# Bricks



## Flying_Monkey (14 Apr 2012)

The most important aspect of triathlon training, and something you neglect at your peril, is doing bricks. I don't mean lugging breezeblocks around, although that probably wouldn't do you too much harm, but bike-run training. Basically it means trying to make the transition from bike to run, which is always the most evil part of the race, a bit more bearable by practicing these two legs together.

After a certain point in the season, basically from now, I will not do any training ride without doing a run afterwards, even if it is just a short one. Today was my first proper 90% brick: a 24km bike ride followed by a 6.5km run* all accomplished in 1 hr 15, which wasn't too bad, and it didn't hurt too much (just a bit!).

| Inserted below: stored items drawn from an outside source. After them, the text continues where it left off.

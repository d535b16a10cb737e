//! Bearer-token reuse for Rust: cache a possibly-expiring access token, renew it exactly once
//! under contention, and never nest caches.
//!
//! The crate revolves around three pieces:
//!
//! - [`auth::Token`], the credential plus its expiry metadata and validity predicate.
//! - [`source::TokenSource`], the capability that produces tokens on demand, with a fixed
//!   ([`source::StaticTokenSource`]) and a caching ([`source::ReuseTokenSource`]) variant.
//! - [`source::reuse_token_source`] / [`source::reuse_token_source_with_tolerance`], which build
//!   caching sources while collapsing redundant cache layers.

#![deny(clippy::all, missing_docs, unused_crate_dependencies)]

pub mod auth;
pub mod error;
pub mod ext;
pub mod obs;
pub mod source;
#[cfg(any(test, feature = "test"))]
pub mod _preludet {
	//! Convenience re-exports and fixtures for integration tests; enabled via `cfg(test)` or the
	//! `test` crate feature.

	pub use crate::_prelude::*;

	// std
	use std::sync::atomic::{AtomicUsize, Ordering};
	// self
	use crate::{
		auth::Token,
		source::{TokenFuture, TokenSource},
	};

	/// Underlying source that mints `"{prefix}-{n}"` tokens and counts its own invocations.
	///
	/// Each minted token expires `lifetime` after the call. An optional artificial delay keeps
	/// the renewal in flight long enough for concurrent callers to pile up behind the cache.
	#[derive(Debug)]
	pub struct CountingSource {
		prefix: String,
		lifetime: Duration,
		delay: std::time::Duration,
		calls: AtomicUsize,
	}
	impl CountingSource {
		/// Creates a counting source whose tokens live for `lifetime`.
		pub fn new(prefix: impl Into<String>, lifetime: Duration) -> Self {
			Self {
				prefix: prefix.into(),
				lifetime,
				delay: std::time::Duration::ZERO,
				calls: AtomicUsize::new(0),
			}
		}

		/// Sleeps for `delay` inside every call before returning the token.
		///
		/// The sleep blocks the calling worker thread; use it only from
		/// `#[tokio::test(flavor = "multi_thread")]` tests.
		pub fn with_delay(mut self, delay: std::time::Duration) -> Self {
			self.delay = delay;

			self
		}

		/// Number of times [`TokenSource::token`] has been invoked.
		pub fn calls(&self) -> usize {
			self.calls.load(Ordering::SeqCst)
		}
	}
	impl TokenSource for CountingSource {
		fn token(&self) -> TokenFuture<'_> {
			Box::pin(async move {
				let n = self.calls.fetch_add(1, Ordering::SeqCst) + 1;

				if !self.delay.is_zero() {
					std::thread::sleep(self.delay);
				}

				Ok(Token::builder(format!("{}-{n}", self.prefix))
					.expires_at(OffsetDateTime::now_utc() + self.lifetime)
					.build())
			})
		}
	}

	/// Underlying source that always fails with [`Error::Retrieve`] and counts its invocations.
	#[derive(Debug, Default)]
	pub struct FailingSource {
		calls: AtomicUsize,
	}
	impl FailingSource {
		/// Number of times [`TokenSource::token`] has been invoked.
		pub fn calls(&self) -> usize {
			self.calls.load(Ordering::SeqCst)
		}
	}
	impl TokenSource for FailingSource {
		fn token(&self) -> TokenFuture<'_> {
			Box::pin(async move {
				self.calls.fetch_add(1, Ordering::SeqCst);

				Err(Error::Retrieve {
					status: Some(503),
					code: Some("temporarily_unavailable".into()),
					description: None,
				})
			})
		}
	}

	/// Builds a reqwest client that accepts the self-signed certificates produced by `httpmock`
	/// during tests.
	#[cfg(feature = "reqwest")]
	pub fn test_reqwest_client() -> ReqwestClient {
		ReqwestClient::builder()
			.danger_accept_invalid_certs(true)
			.danger_accept_invalid_hostnames(true)
			.build()
			.expect("Failed to build insecure Reqwest client for tests.")
	}

	/// Builds a token that expired `ago` before now.
	pub fn expired_token(access: &str, ago: Duration) -> Token {
		Token::builder(access).expires_at(OffsetDateTime::now_utc() - ago).build()
	}

	/// Builds a token that expires `within` from now.
	pub fn fresh_token(access: &str, within: Duration) -> Token {
		Token::builder(access).expires_at(OffsetDateTime::now_utc() + within).build()
	}
}

mod _prelude {
	pub use std::{
		error::Error as StdError,
		fmt::{Debug, Display, Formatter, Result as FmtResult},
		future::Future,
		pin::Pin,
		sync::Arc,
	};

	pub use async_lock::Mutex as AsyncMutex;
	pub use parking_lot::RwLock;
	#[cfg(feature = "reqwest")]
	pub use reqwest::{
		Client as ReqwestClient, Error as ReqwestError, RequestBuilder as ReqwestRequestBuilder,
	};
	pub use serde::{Deserialize, Serialize};
	pub use serde_json::{Map as JsonMap, Value as JsonValue};
	pub use thiserror::Error as ThisError;
	pub use time::{Duration, OffsetDateTime};

	pub use crate::error::{Error, Result};
}

#[cfg(feature = "reqwest")] pub use reqwest;
#[cfg(test)] use {color_eyre as _, httpmock as _, token_reuse as _};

(*my training distances are basically determined by the size of the island I live on. There are only two metaled roads on the island, and the 24km ride is to from my house to the southernmost point and back. My longer training ride is to the 'foot' of the island (in the east) and back (52km). If I do all the roads, it adds up to just under 80km. Any longer and I have to go to the mainland by ferry first, or do 'laps', which I don't like. My runs are various rural 'blocks' (the island's gravel backroads are a rough and uneven grid) - one block is 6.5km, two is 10.5km, three is 14.5km etc...)


----------



## xxmimixx (15 Apr 2012)

Hi fm how ironic you posted this because today i did my very first brick session and was going to start a thread myself! 
I did 13m bike and 3m run in 1:20. I know is not great but im not disappointed because this is my first day training after a week in bed ill and i intentionally didnt want to push myself (in fact this is reflected in my avg hr of 150 When i work hard it goes up to 170) as well as not having the energy back! Saying that i would only probably be 5 min quicker all in all lol  


When i started running my legs felt like two pieces of wood and only started settling as i reached the 0.8 of a mile distance then i was 'ok'.
Im thinking of doing one brick session a week. Do the same routine 2 more times then up it. What do you think? 
And how much should i increment by?


----------



## Flying_Monkey (15 Apr 2012)

xxmimixx said:


> When i started running my legs felt like two pieces of wood and only started settling as i reached the 0.8 of a mile distance then i was 'ok'.
> Im thinking of doing one brick session a week. Do the same routine 2 more times then up it. What do you think?
> And how much should i increment by?


 
Apparently, your legs will never stop feeling like this at the start of a tri run, and it is worse the longer and harder you cycle beforehand! The thing that bricks do is 1. let you know that you can do it and, more importantly, 2. reduce the time that the muscles in your legs are shocked and can switch into running mode. I'm no expert, but I would say that at this stage you should be making half of all your training sessions, bricks. As with any training, the distances you do should probably have some relationship to the distances you will be doing in your triathlon(s) and you should build up so that at the least you have done the full distance of the bike and run legs as a brick a couple of times before you do the actual event and preferably often enough so that you can do these distances regularly and comfortably with something to spare (which you will need in race conditions).


----------



## 007fair (16 Apr 2012)

useful advice 

.. And heres me thinking it it was to do with the fear of OW swimming (bricking it.. ? )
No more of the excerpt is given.